I hate to think what these wunderkinds would do with something like 'Breathe' from DSOM. The initial 'heartbeats' start around -60dB on my foobar VU. Now I listen quietly at the office (ety 4s) and cannot hear them until they hit the -30 mark. Now I haven't compared with a 70s vinyl pressing, but does seem we have spend the last 30 years+ going backwards.
 
Bill these days it seems that they are recording for cell phones and $5 ear buds as much as anything else. We have been getting junk recordings since before the first CD's came out, not as bad on vinyl but even then it was done. Now it has just become like a standard that music has no dynamic range, one note music recorded in someone's home studio and perhaps if your lucky mixed down on some Genelec speakers. What is being called professional small speakers these days aren't much better than something that use to come from Radio Shack!
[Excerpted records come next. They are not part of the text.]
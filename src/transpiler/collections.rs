//! Collection membership and quantifier encoding.
//!
//! Every collection element is its own row carrying a collection path string
//! (`TOP.0`, `TOP.1.3`, ...). Membership is a path pattern match plus a value
//! match; "contains all" additionally groups by entity and counts matches.

use serde::{Deserialize, Serialize};

use crate::ast::{ComparisonOp, JoinKind, Path, PathStep, SetOp, Value};
use crate::error::{EavError, EavResult};
use crate::transpiler::CompileContext;
use crate::transpiler::conditions::Condition;
use crate::transpiler::joins::{JoinTarget, ResolvedPath, join_slot, resolve_path, slot_info};
use crate::transpiler::predicates::{LeafKind, join_kind};
use crate::transpiler::query::{ColumnRef, FilterQuery, Having, SelectQuery, TableAlias};

/// Position of a row inside a (possibly nested) collection.
#[derive(Debug, Clone, PartialEq, Eq, Hash, Serialize, Deserialize)]
pub struct CollectionPath {
    segments: Vec<String>,
}

impl CollectionPath {
    pub const SEPARATOR: char = '.';

    /// The collection slot itself.
    pub fn top(marker: &str) -> Self {
        Self { segments: vec![marker.to_string()] }
    }
}

impl std::fmt::Display for CollectionPath {
    fn fmt(&self, f: &mut std::fmt::Formatter<'_>) -> std::fmt::Result {
        write!(f, "{}", self.segments.join(&Self::SEPARATOR.to_string()))
    }
}

/// Any path with at least one more segment below `prefix`.
#[derive(Debug, Clone, PartialEq, Eq, Hash, Serialize, Deserialize)]
pub struct CollectionPathPattern {
    pub prefix: CollectionPath,
}

impl CollectionPathPattern {
    pub fn below(prefix: CollectionPath) -> Self {
        Self { prefix }
    }

    /// `lquery` form, e.g. `TOP.*{1,}`.
    pub fn lquery(&self) -> String {
        format!("{}{}*{{1,}}", self.prefix, CollectionPath::SEPARATOR)
    }

    /// `LIKE` form, e.g. `TOP.%`.
    pub fn like_pattern(&self) -> String {
        format!("{}{}%", self.prefix, CollectionPath::SEPARATOR)
    }
}

fn collection_column(ctx: &CompileContext<'_>, alias: TableAlias) -> ColumnRef {
    ColumnRef::new(alias, &ctx.layout.collection_path_column)
}

fn top_path(ctx: &CompileContext<'_>) -> CollectionPath {
    CollectionPath::top(&ctx.layout.top_level_marker)
}

/// Reject values that cannot be stored as a single collection element.
fn check_element(path: &Path, value: &Value) -> EavResult<()> {
    match value {
        Value::Null => Err(EavError::invalid_containment(path, "null is not a collection element")),
        v if v.contains_collection() => Err(EavError::invalid_containment(
            path,
            "nested collections cannot be used as containment values",
        )),
        _ => Ok(()),
    }
}

/// Resolve the rows of the collection or many-association at `path`.
///
/// With `targets`, many-association elements additionally join their target
/// entity. The `TOP` marker row references no entity and needs `targets` off.
fn element_rows(
    ctx: &CompileContext<'_>,
    query: &mut SelectQuery,
    path: &Path,
    targets: bool,
) -> EavResult<ResolvedPath> {
    let leaf = path.leaf();
    let target = match leaf {
        PathStep::Property(name) if slot_info(ctx, name)?.is_collection() => JoinTarget::Slot,
        PathStep::ManyAssociation(_) if targets => JoinTarget::Entity,
        PathStep::ManyAssociation(_) => JoinTarget::Slot,
        _ => return Err(EavError::NotACollection(leaf.name().clone())),
    };
    let kind = join_kind(LeafKind::Containment, false);
    resolve_path(ctx, query, path, kind, target)
}

/// Condition selecting the element rows equal to `value`.
fn element_matches(
    ctx: &CompileContext<'_>,
    query: &mut SelectQuery,
    elements: &ResolvedPath,
    path: &Path,
    value: &Value,
) -> EavResult<Condition> {
    match (elements.target, value) {
        (Some(_), Value::String(_)) => Ok(Condition::Compare {
            column: elements.value_column(ctx),
            op: ComparisonOp::Eq,
            value: value.clone(),
        }),
        (Some(_), _) => Err(EavError::invalid_containment(
            path,
            "many-association elements are matched by entity identity",
        )),
        (None, _) => value_conditions(ctx, query, elements.slot, value, 0),
    }
}

/// Conditions matching `value` against the row at `holder`, descending into
/// value composites one nested slot join per property.
pub(crate) fn value_conditions(
    ctx: &CompileContext<'_>,
    query: &mut SelectQuery,
    holder: TableAlias,
    value: &Value,
    depth: usize,
) -> EavResult<Condition> {
    let max = ctx.options.max_value_depth;
    if depth > max {
        return Err(EavError::NestingTooDeep { max });
    }

    let column = ColumnRef::new(holder, &ctx.layout.value_column);
    match value {
        Value::Null => Ok(Condition::IsNull(column)),
        Value::Composite(fields) => {
            let mut conditions = Vec::with_capacity(fields.len());
            for field in fields {
                // Outer joins so partially specified composites still line up
                // when several alternatives share the joins.
                let nested = join_slot(ctx, query, holder, true, &field.name, JoinKind::Left)?;
                conditions.push(value_conditions(ctx, query, nested, &field.value, depth + 1)?);
            }
            Ok(Condition::and(conditions))
        }
        Value::List(_) => Err(EavError::unsupported(
            "value",
            "collections cannot be matched inside a value",
        )),
        scalar => Ok(Condition::Compare {
            column,
            op: ComparisonOp::Eq,
            value: scalar.clone(),
        }),
    }
}

/// Every entity of the requested types.
pub(crate) fn universe(ctx: &CompileContext<'_>) -> SelectQuery {
    ctx.leaf_query()
}

/// `universe EXCEPT positive`
pub(crate) fn complement(ctx: &CompileContext<'_>, positive: FilterQuery) -> FilterQuery {
    FilterQuery::compound(SetOp::Except, vec![FilterQuery::select(universe(ctx)), positive])
}

/// Contains (single value).
pub(crate) fn compile_contains(
    ctx: &CompileContext<'_>,
    path: &Path,
    value: &Value,
    negated: bool,
) -> EavResult<FilterQuery> {
    check_element(path, value)?;

    let mut query = ctx.leaf_query();
    let elements = element_rows(ctx, &mut query, path, true)?;
    query.filter(Condition::PathMatches {
        column: collection_column(ctx, elements.slot),
        pattern: CollectionPathPattern::below(top_path(ctx)),
    });
    let matched = element_matches(ctx, &mut query, &elements, path, value)?;
    query.filter(matched);

    let positive = FilterQuery::select(query);
    Ok(if negated { complement(ctx, positive) } else { positive })
}

/// ContainsAll: one matching element row per requested value.
pub(crate) fn compile_contains_all(
    ctx: &CompileContext<'_>,
    path: &Path,
    values: &[Value],
    negated: bool,
) -> EavResult<FilterQuery> {
    for value in values {
        check_element(path, value)?;
    }

    let mut query = ctx.leaf_query();
    let elements = element_rows(ctx, &mut query, path, !values.is_empty())?;

    if values.is_empty() {
        // Only the collection itself is required to exist.
        query.filter(Condition::PathEquals {
            column: collection_column(ctx, elements.slot),
            path: top_path(ctx),
        });
    } else {
        query.filter(Condition::PathMatches {
            column: collection_column(ctx, elements.slot),
            pattern: CollectionPathPattern::below(top_path(ctx)),
        });
        let mut alternatives = Vec::with_capacity(values.len());
        for value in values {
            alternatives.push(element_matches(ctx, &mut query, &elements, path, value)?);
        }
        query.filter(Condition::or(alternatives));

        let scalar_elements = values.iter().all(|v| !matches!(v, Value::Composite(_)));
        let column = if scalar_elements {
            elements.value_column(ctx)
        } else {
            collection_column(ctx, elements.slot)
        };
        query.having = Some(Having { column, min: values.len() });
    }

    let positive = FilterQuery::select(query);
    Ok(if negated { complement(ctx, positive) } else { positive })
}

/// ManyAssociationContains: the association references the given identity.
pub(crate) fn compile_many_association_contains(
    ctx: &CompileContext<'_>,
    path: &Path,
    identity: &str,
    negated: bool,
) -> EavResult<FilterQuery> {
    let leaf = path.leaf();
    if !matches!(leaf, PathStep::ManyAssociation(_)) {
        return Err(EavError::NotACollection(leaf.name().clone()));
    }
    compile_contains(ctx, path, &Value::String(identity.to_string()), negated)
}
Then again you have modern hip hop music that all sounds to me like it was made for someones boomy car stereo to rattle the license plates!
 
But the net result is the same, which is that is sounds flat and lifeless on any sort of half decent reproduction chain. I can understand this for top 40 pop, but when folk music is also treated that way, you have to wonder what is happening to the world.

Bill, I am mostly with you. I never cared much for the sound of compression, but some people think it sounds good. I seem to recall Bob Ludwig saying its use was necessary to make some jazz sound its best. It does make smooth jazz sound smoother, I would say.